Sondland, the most highly anticipated witness in the public impeachment probe, made clear that he believed Trump was pursuing his desire for investigations in return for the Oval Office meeting that the Eastern European nation’s president sought. Sondland said he later came to believe military aid for Ukraine was also being held up until the investigations were launched.
“I know that members of this committee have frequently framed these complicated issues in the form of a simple question: Was there a ‘quid pro quo?’ As I testified previously, with regard to the requested White House call and White House meeting, the answer is yes,” he said.
The impeachment inquiry focuses significantly on allegations that Trump sought investigations of Democrat Joe Biden and his son — and the discredited idea that Ukraine rather than Russia interfered in the 2016 U.S. election — in return for the badly needed military aid as well as the White House visit.
Sondland, a wealthy hotelier and Trump donor, has emerged as a central figure in an intense week in the impeachment prone that has featured nine witnesses testifying over three days. Both Democrats and Republicans were uncertain about what Sondland would testify to, given that he had already clarified parts of his initial private deposition before lawmakers.
His opening statement included several key details. He confirmed that he spoke with Trump on a cellphone from a busy Kyiv restaurant the day after the president prodded Ukraine’s leader to investigate political rival Joe Biden. He also said he kept Secretary of State Mike Pompeo and other top administration officials aware of his dealings with Ukraine on the investigations Trump sought.
Sondland said he specifically told Vice President Mike Pence he “had concerns” that U.S. military aid to Ukraine “had become tied” to the investigations.
“Everyone was in the loop,” Sondland testified in opening remarks. “It was no secret.”

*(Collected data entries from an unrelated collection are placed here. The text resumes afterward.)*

mod mock_chain;

use alloy::primitives::U256;

use autostaker::ledger::subgraph::unix_seconds;
use autostaker::model::amount::{format_tokens, parse_amount, tokens_to_wei, WEI_PER_TOKEN};
use autostaker::model::{Action, OperatorConfig};
use autostaker::run::config::RuntimeConfig;
use autostaker::run::orchestrator::MAX_RETRY_ATTEMPTS;
use autostaker::run::report::RunOutcome;
use autostaker::run::RunConfig;
use autostaker::run::state::RunState;
use autostaker::validate::{self, ValidationError};

use mock_chain::addr;

// ── Operator config ─────────────────────────────────────────────────

#[test]
fn empty_config_uses_defaults() {
    let config: OperatorConfig = serde_json::from_str("{}").unwrap();

    assert_eq!(config, OperatorConfig::default());
    assert_eq!(config.max_pool_count, 20);
    assert_eq!(config.min_transaction_amount, 1000);
    assert_eq!(config.max_acceptable_min_operator_count, 100);
    assert!(!config.auto_collect.enabled);
    assert_eq!(config.auto_collect.interval_secs, 86_400);
    assert_eq!(config.min_transaction_wei(), tokens_to_wei(1000));
}

#[test]
fn partial_config_keeps_other_defaults() {
    let config: OperatorConfig = serde_json::from_str(
        r#"{ "max_pool_count": 3, "auto_collect": { "enabled": true } }"#,
    )
    .unwrap();

    assert_eq!(config.max_pool_count, 3);
    assert_eq!(config.min_transaction_amount, 1000);
    assert!(config.auto_collect.enabled);
    assert_eq!(config.auto_collect.interval_secs, 86_400);
}

#[test]
fn default_config_is_valid() {
    assert!(validate::validate(&OperatorConfig::default()).is_ok());
}

#[test]
fn invalid_config_reports_every_error() {
    let mut config = OperatorConfig {
        max_pool_count: 0,
        min_transaction_amount: u64::MAX,
        ..OperatorConfig::default()
    };
    config.auto_collect.enabled = true;
    config.auto_collect.interval_secs = 0;

    let errors = validate::validate(&config).unwrap_err();

    assert_eq!(errors.len(), 3);
    assert!(matches!(errors[0], ValidationError::ZeroPoolCount));
    assert!(matches!(errors[1], ValidationError::MinTransactionTooLarge { .. }));
    assert!(matches!(errors[2], ValidationError::ZeroCollectInterval));
}

#[test]
fn disabled_collect_ignores_interval() {
    let mut config = OperatorConfig::default();
    config.auto_collect.interval_secs = 0;

    assert!(validate::validate(&config).is_ok());
}

#[test]
fn load_reports_bad_json() {
    let path = std::env::temp_dir().join(format!("autostaker-bad-{}.json", std::process::id()));
    std::fs::write(&path, "{ not json").unwrap();

    let errors = validate::load_and_validate(&path).unwrap_err();
    std::fs::remove_file(&path).ok();

    assert!(matches!(errors[0], ValidationError::Json(_)));
}

#[test]
fn schema_describes_config_fields() {
    let schema = schemars::schema_for!(OperatorConfig);
    let json = serde_json::to_value(&schema).unwrap();

    let props = &json["properties"];
    assert!(props.get("max_pool_count").is_some());
    assert!(props.get("min_transaction_amount").is_some());
    assert!(props.get("auto_collect").is_some());
}

// ── Runtime config ──────────────────────────────────────────────────

fn run_args(max_retries: u32) -> RunConfig {
    RunConfig {
        operator: addr(0x42).to_string(),
        rpc_url: "http://localhost:8545".into(),
        subgraph_url: "http://localhost:8000/subgraphs/name/network".into(),
        state_file: std::env::temp_dir().join("autostaker-args-state.json"),
        dry_run: true,
        once: true,
        cycle_interval_secs: 3600,
        max_retries,
        retry_delay_secs: 10,
        confirmation_timeout_secs: 120,
    }
}

#[test]
fn retry_limit_is_capped() {
    let Err(err) = RuntimeConfig::from_cli(&run_args(50), false) else {
        panic!("50 retries accepted");
    };
    assert!(err.to_string().contains("--max-retries"));

    let runtime = RuntimeConfig::from_cli(&run_args(MAX_RETRY_ATTEMPTS), false).unwrap();
    assert_eq!(runtime.retry.max_attempts, 5);
    assert!(RuntimeConfig::from_cli(&run_args(0), false).is_ok());
}

// ── Amounts ─────────────────────────────────────────────────────────

#[test]
fn parses_indexer_amounts() {
    assert_eq!(
        parse_amount("5000000000000000000000").unwrap(),
        tokens_to_wei(5_000)
    );
    assert_eq!(parse_amount(" 42 ").unwrap(), U256::from(42u64));
    assert!(parse_amount("1.5").is_err());
}

#[test]
fn formats_token_amounts() {
    assert_eq!(format_tokens(U256::ZERO), "0");
    assert_eq!(format_tokens(tokens_to_wei(1_234)), "1,234");
    assert_eq!(format_tokens(tokens_to_wei(1_234_567)), "1,234,567");
    assert_eq!(
        format_tokens(tokens_to_wei(1_234) + WEI_PER_TOKEN / U256::from(2u64)),
        "1,234.50"
    );
    assert_eq!(
        format_tokens(WEI_PER_TOKEN / U256::from(20u64)),
        "0.05"
    );
}

#[test]
fn clock_before_epoch_reads_as_zero() {
    assert_eq!(unix_seconds(1_700_000_000), 1_700_000_000);
    assert_eq!(unix_seconds(0), 0);
    assert_eq!(unix_seconds(-5), 0);
    assert_eq!(unix_seconds(i64::MIN), 0);
}

#[test]
fn actions_describe_themselves() {
    let stake = Action::Stake {
        pool: addr(0x12),
        amount: tokens_to_wei(1_500),
        target: tokens_to_wei(1_500),
        current: U256::ZERO,
    };
    let unstake = Action::Unstake {
        pool: addr(0x12),
        amount: tokens_to_wei(200),
        target: tokens_to_wei(800),
        current: tokens_to_wei(1_000),
        pays_queue: true,
    };

    assert_eq!(stake.describe(), "Stake 1,500 DATA → 0x1212...1212");
    assert_eq!(
        unstake.to_string(),
        "Unstake 200 DATA ← 0x1212...1212, leaving 800 (undelegation queue)"
    );

    let json = serde_json::to_value(&unstake).unwrap();
    assert_eq!(json["type"], "unstake");
    assert_eq!(json["amount"], "200000000000000000000");
    assert_eq!(json["pays_queue"], true);
}

// ── Run state ───────────────────────────────────────────────────────

#[test]
fn run_state_survives_restart() {
    let path = std::env::temp_dir().join(format!("autostaker-state-{}.json", std::process::id()));
    std::fs::remove_file(&path).ok();

    let fresh = RunState::load_or_new(&path).unwrap();
    assert_eq!(fresh.cycles, 0);
    assert!(fresh.last_outcome.is_none());

    let state = RunState {
        last_collect: 100,
        last_cycle: 200,
        cycles: 3,
        last_outcome: Some(RunOutcome::PartialSuccess),
    };
    state.save(&path).unwrap();
    let loaded = RunState::load_or_new(&path).unwrap();
    std::fs::remove_file(&path).ok();

    assert_eq!(loaded.last_collect, 100);
    assert_eq!(loaded.last_cycle, 200);
    assert_eq!(loaded.cycles, 3);
    assert_eq!(loaded.last_outcome, Some(RunOutcome::PartialSuccess));
}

Sondland appeared prepared to fend off scrutiny over the way his testimony has shifted in closed-door settings, saying “my memory has not been perfect.” He said the State Department left him without access to emails, call records and other documents he needed in the inquiry.
Still, he did produce new emails and text messages to bolster his assertion that others in the administration were aware of the investigations he was pursuing for Trump from Ukraine.
Sondland insisted, twice, that he was “adamantly opposed to any suspension of aid” for Ukraine. “I was acting in good faith. As a presidential appointee, I followed the directions of the president.”
The son of immigrants who he said escaped Europe during the Holocaust, Sondland described himself as a “lifelong Republican” who has worked with officials from both parties, including Biden.
Democratic Intelligence Committee Chairman Adam Schiff of California opened the hearing saying, “The knowledge of this scheme was far and wide.”
Schiff warned Pompeo and other administration officials who are refusing to turn over documents and testimony to the committee “they do so at their own peril.” He said obstruction of Congress was included in articles of impeachment during Watergate.
The top Republican on the committee, Devin Nunes of California, decried the inquiry and told the ambassador, "Mr. Sondland, you are here to be smeared."
Nunes renewed his demand to hear from the still-anonymous whistleblower whose complaint about Trump’s July 25 phone call with Ukraine President Volodymyr Zelenskiy led the House to open the impeachment inquiry.
Associated Press writer Colleen Long in Washington contributed to this report.